- EXERCISE INSTRUCTIONS -
Give back exactly the lines of the data below, starting with the line that has "wins). No partial" and going on through the line that has "for port in".

- Saved entries -
________________________________________
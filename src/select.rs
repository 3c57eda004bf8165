//! Target selection over a port-graph snapshot
//!
//! Pure functions only; every selection re-runs from scratch on each
//! reconciliation cycle. Results keep graph (listing) order unless a
//! preference rule says otherwise.

use std::collections::HashSet;

use crate::graph::PortGraph;

/// Instrument MIDI input ports: name contains `match_text` (case-insensitive),
/// tagged `input`, MIDI-typed. An instrument may expose more than one.
pub fn instrument_midi_inputs<'a>(graph: &'a PortGraph, match_text: &str) -> Vec<&'a str> {
    let needle = match_text.to_lowercase();
    graph
        .ports()
        .filter(|port| {
            port.name.to_lowercase().contains(&needle)
                && port.has_property("input")
                && port.is_midi()
        })
        .map(|port| port.name.as_str())
        .collect()
}

/// External MIDI source ports: tagged `output`, MIDI-typed, and not owned by
/// any client in `exclude_clients` (lowercased names).
pub fn external_midi_sources<'a>(
    graph: &'a PortGraph,
    exclude_clients: &HashSet<String>,
) -> Vec<&'a str> {
    graph
        .ports()
        .filter(|port| {
            !exclude_clients.contains(&port.client().to_lowercase())
                && port.has_property("output")
                && port.is_midi()
        })
        .map(|port| port.name.as_str())
        .collect()
}

/// Stereo channel a port name maps to
#[derive(Debug, Clone, Copy, PartialEq, Eq)]
pub enum ChannelRole {
    Left,
    Right,
}

/// One name-substring rule for channel identification
#[derive(Debug, Clone)]
pub struct ChannelRule {
    needle: String,
    role: ChannelRole,
}

impl ChannelRule {
    pub fn new(needle: &str, role: ChannelRole) -> Self {
        Self {
            needle: needle.to_lowercase(),
            role,
        }
    }
}

/// The instrument convention this was built around: `outL` / `outR` suffixes
pub fn default_channel_rules() -> Vec<ChannelRule> {
    vec![
        ChannelRule::new("outl", ChannelRole::Left),
        ChannelRule::new("outr", ChannelRole::Right),
    ]
}

/// Instrument stereo audio-output pair, or `None` unless both sides are found.
///
/// Candidates are ports whose name contains `marker` (case-insensitive),
/// tagged `output`, audio-typed. The first port in graph order matching a
/// role's rule claims that role; a port matches at most one rule (first rule
/// wins). No partial pairing: a lone left or right yields `None`.
pub fn instrument_audio_outputs<'a>(
    graph: &'a PortGraph,
    marker: &str,
    rules: &[ChannelRule],
) -> Option<(&'a str, &'a str)> {
    let marker = marker.to_lowercase();
    let mut left = None;
    let mut right = None;
    for port in graph.ports() {
        let lower = port.name.to_lowercase();
        if !lower.contains(&marker) || !port.has_property("output") || !port.is_audio() {
            continue;
        }
        for rule in rules {
            if lower.contains(&rule.needle) {
                let slot = match rule.role {
                    ChannelRole::Left => &mut left,
                    ChannelRole::Right => &mut right,
                };
                if slot.is_none() {
                    *slot = Some(port.name.as_str());
                }
                break;
            }
        }
    }
    match (left, right) {
        (Some(left), Some(right)) => Some((left, right)),
        _ => None,
    }
}

/// First two physical audio playback ports, `playback_fl`/`playback_fr`
/// preferred in that order; otherwise the first two in graph order. `None`
/// with fewer than two candidates.
pub fn playback_targets(graph: &PortGraph) -> Option<(&str, &str)> {
    let playback: Vec<&str> = graph
        .ports()
        .filter(|port| {
            port.has_property("input") && port.has_property("physical") && port.is_audio()
        })
        .map(|port| port.name.as_str())
        .collect();

    let front_left = playback
        .iter()
        .copied()
        .find(|name| name.to_lowercase().contains("playback_fl"));
    let front_right = playback
        .iter()
        .copied()
        .find(|name| name.to_lowercase().contains("playback_fr"));
    if let (Some(left), Some(right)) = (front_left, front_right) {
        return Some((left, right));
    }

    match playback.as_slice() {
        [first, second, ..] => Some((first, second)),
        _ => None,
    }
}
//! External JACK tooling collaborators
//!
//! Everything that actually talks to the graph goes through the
//! [`GraphBackend`] trait; the production implementation shells out to the
//! JACK example clients through `pw-jack` so it works against PipeWire's JACK
//! emulation as well as a native server.

use async_trait::async_trait;
use std::process::Output;
use thiserror::Error;
use tokio::process::Command;
use tracing::debug;

/// Wrapper binary that places the JACK clients inside the PipeWire JACK world
const JACK_WRAPPER: &str = "pw-jack";

/// A graph query that could not be completed
#[derive(Debug, Error)]
pub enum QueryError {
    #[error("failed to run {command}: {source}")]
    Spawn {
        command: &'static str,
        #[source]
        source: std::io::Error,
    },
    #[error("{command} failed: {message}")]
    Failed {
        command: &'static str,
        message: String,
    },
}

/// Query and connect operations against the live port graph
#[async_trait]
pub trait GraphBackend: Send + Sync {
    /// Raw port listing with types and properties (`jack_lsp -pt` shape)
    async fn list_ports(&self) -> Result<String, QueryError>;

    /// Raw existing-connection listing (`jack_lsp -c` shape)
    async fn list_connections(&self) -> Result<String, QueryError>;

    /// Request a new connection from `source` to `dest`
    async fn connect(&self, source: &str, dest: &str) -> Result<(), QueryError>;
}

/// Production backend: `pw-jack jack_lsp` / `pw-jack jack_connect` subprocesses
pub struct JackCli;

impl JackCli {
    async fn run(command: &'static str, args: &[&str]) -> Result<Output, QueryError> {
        debug!("running {} {} {}", JACK_WRAPPER, command, args.join(" "));
        Command::new(JACK_WRAPPER)
            .arg(command)
            .args(args)
            .output()
            .await
            .map_err(|source| QueryError::Spawn { command, source })
    }

    async fn run_checked(command: &'static str, args: &[&str]) -> Result<String, QueryError> {
        let output = Self::run(command, args).await?;
        if !output.status.success() {
            return Err(QueryError::Failed {
                command,
                message: failure_message(command, &output),
            });
        }
        Ok(String::from_utf8_lossy(&output.stdout).into_owned())
    }
}

/// Stderr text if the tool printed any, otherwise a generic exit diagnostic
fn failure_message(command: &str, output: &Output) -> String {
    let stderr = String::from_utf8_lossy(&output.stderr);
    let stderr = stderr.trim();
    if stderr.is_empty() {
        format!("{} exited with {}", command, output.status)
    } else {
        stderr.to_string()
    }
}

#[async_trait]
impl GraphBackend for JackCli {
    async fn list_ports(&self) -> Result<String, QueryError> {
        Self::run_checked("jack_lsp", &["-pt"]).await
    }

    async fn list_connections(&self) -> Result<String, QueryError> {
        Self::run_checked("jack_lsp", &["-c"]).await
    }

    async fn connect(&self, source: &str, dest: &str) -> Result<(), QueryError> {
        let output = Self::run("jack_connect", &[source, dest]).await?;
        if !output.status.success() {
            return Err(QueryError::Failed {
                command: "jack_connect",
                message: failure_message("jack_connect", &output),
            });
        }
        Ok(())
    }
}
//! Runtime settings derived from CLI arguments and environment variables

use std::collections::HashSet;
use std::time::Duration;

use crate::select::{default_channel_rules, ChannelRule};

pub const DEFAULT_MATCH: &str = "setBfree";
pub const DEFAULT_EXCLUDE: &str = "System,Midi Through";

/// Everything the reconciler and event loop need to know
#[derive(Debug, Clone)]
pub struct Settings {
    /// Name match text identifying the instrument's ports
    pub instrument_match: String,
    /// Lowercased client names never used as MIDI sources
    pub exclude_clients: HashSet<String>,
    /// Minimum reconciliation cadence
    pub interval: Duration,
    /// Device-event poll timeout
    pub poll_timeout: Duration,
    /// Ordered left/right identification rules for the instrument's audio outputs
    pub channel_rules: Vec<ChannelRule>,
}

impl Settings {
    pub fn new(instrument_match: &str, exclude_raw: &str, interval_secs: u64) -> Self {
        Self {
            instrument_match: instrument_match.to_string(),
            exclude_clients: parse_exclude_list(exclude_raw),
            interval: Duration::from_secs(interval_secs),
            poll_timeout: Duration::from_secs(1),
            channel_rules: default_channel_rules(),
        }
    }
}

impl Default for Settings {
    fn default() -> Self {
        Self::new(DEFAULT_MATCH, DEFAULT_EXCLUDE, 1)
    }
}

/// Comma-separated client names, trimmed and lowercased; empty entries dropped
pub fn parse_exclude_list(raw: &str) -> HashSet<String> {
    raw.split(',')
        .map(str::trim)
        .filter(|name| !name.is_empty())
        .map(str::to_lowercase)
        .collect()
}
//! Sound-device hotplug watcher
//!
//! Subscribes to udev "sound" subsystem events on a dedicated thread and
//! forwards them over a channel; the event loop consumes them with
//! [`DeviceWatcher::next`]. The monitor socket is non-blocking, so the thread
//! polls it with a one-second timeout, which also lets it notice a dropped
//! receiver and exit.

use std::fmt;
use std::os::unix::io::AsRawFd;

use anyhow::{Context, Result};
use tokio::sync::mpsc;
use tracing::error;

const POLL_TIMEOUT_MS: i32 = 1000;

/// What happened to a device
#[derive(Debug, Clone, Copy, PartialEq, Eq)]
pub enum DeviceAction {
    Added,
    Removed,
    Changed,
}

impl fmt::Display for DeviceAction {
    fn fmt(&self, f: &mut fmt::Formatter<'_>) -> fmt::Result {
        match self {
            DeviceAction::Added => write!(f, "added"),
            DeviceAction::Removed => write!(f, "removed"),
            DeviceAction::Changed => write!(f, "changed"),
        }
    }
}

/// One hotplug notification with a human-readable device label
#[derive(Debug, Clone)]
pub struct DeviceEvent {
    pub action: DeviceAction,
    pub label: String,
}

/// Hotplug event source backed by a udev monitor thread
pub struct DeviceWatcher {
    rx: mpsc::Receiver<DeviceEvent>,
}

impl DeviceWatcher {
    /// Open the udev monitor and spawn the forwarding thread
    pub fn new() -> Result<Self> {
        let socket = udev::MonitorBuilder::new()
            .context("failed to create udev monitor")?
            .match_subsystem("sound")
            .context("failed to filter udev monitor to the sound subsystem")?
            .listen()
            .context("failed to listen on udev monitor socket")?;

        let (tx, rx) = mpsc::channel(64);
        std::thread::Builder::new()
            .name("udev-monitor".to_string())
            .spawn(move || monitor_thread(socket, tx))
            .context("failed to spawn udev monitor thread")?;

        Ok(Self { rx })
    }

    /// Wait for the next device event; `None` once the monitor thread is gone
    pub async fn next(&mut self) -> Option<DeviceEvent> {
        self.rx.recv().await
    }

    /// Non-blocking drain, used to coalesce event bursts into one pass
    pub fn try_next(&mut self) -> Option<DeviceEvent> {
        self.rx.try_recv().ok()
    }
}

fn monitor_thread(socket: udev::MonitorSocket, tx: mpsc::Sender<DeviceEvent>) {
    let fd = socket.as_raw_fd();
    loop {
        let mut fds = [libc::pollfd {
            fd,
            events: libc::POLLIN,
            revents: 0,
        }];
        let ready = unsafe { libc::poll(fds.as_mut_ptr(), 1, POLL_TIMEOUT_MS) };
        if ready < 0 {
            let err = std::io::Error::last_os_error();
            if err.kind() == std::io::ErrorKind::Interrupted {
                continue;
            }
            error!("udev poll failed: {err}");
            return;
        }
        if ready == 0 {
            if tx.is_closed() {
                return;
            }
            continue;
        }
        for event in socket.iter() {
            let action = match event.event_type() {
                udev::EventType::Add => DeviceAction::Added,
                udev::EventType::Remove => DeviceAction::Removed,
                udev::EventType::Change => DeviceAction::Changed,
                _ => continue,
            };
            let label = device_label(&event);
            if tx.blocking_send(DeviceEvent { action, label }).is_err() {
                // Receiver dropped, the daemon is shutting down.
                return;
            }
        }
    }
}

/// `ID_MODEL`, else `NAME`, else the kernel sysname
fn device_label(event: &udev::Event) -> String {
    event
        .property_value("ID_MODEL")
        .or_else(|| event.property_value("NAME"))
        .map(|value| value.to_string_lossy().into_owned())
        .unwrap_or_else(|| event.sysname().to_string_lossy().into_owned())
}

#[cfg(test)]
mod tests {
    use super::*;

    #[test]
    fn actions_render_like_udev_verbs() {
        assert_eq!(DeviceAction::Added.to_string(), "added");
        assert_eq!(DeviceAction::Removed.to_string(), "removed");
        assert_eq!(DeviceAction::Changed.to_string(), "changed");
    }
}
________________________________________
- EXERCISE ANSWER -
/// wins). No partial pairing: a lone left or right yields `None`.
pub fn instrument_audio_outputs<'a>(
    graph: &'a PortGraph,
    marker: &str,
    rules: &[ChannelRule],
) -> Option<(&'a str, &'a str)> {
    let marker = marker.to_lowercase();
    let mut left = None;
    let mut right = None;
    for port in graph.ports() {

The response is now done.